**How to complete this task**
Each line of the records is to be copied verbatim.

**Records**
────────────────

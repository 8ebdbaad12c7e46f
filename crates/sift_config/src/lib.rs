//! Parsing and validation of `sift.toml` logger configuration files.
//!
//! This crate reads the configuration file and produces a strongly-typed
//! [`SiftConfig`] holding the logger's verbosity settings and the project's
//! warning-suppression properties.

#![warn(missing_docs)]

pub mod error;
pub mod loader;
pub mod types;

pub use error::ConfigError;
pub use loader::{load_config, load_config_from_str, CONFIG_FILE_NAME};
pub use types::*;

────────────────

**Answer to this problem**
repository 8ebdbaad12c7e46f
filename crates/sift_config/src/lib.rs
//! Parsing and validation of `sift.toml` logger configuration files.
//!
//! This crate reads the configuration file and produces a strongly-typed
//! [`SiftConfig`] holding the logger's verbosity settings and the project's
//! warning-suppression properties.

#![warn(missing_docs)]

pub mod error;
pub mod loader;
pub mod types;

pub use error::ConfigError;
pub use loader::{load_config, load_config_from_str, CONFIG_FILE_NAME};
pub use types::*;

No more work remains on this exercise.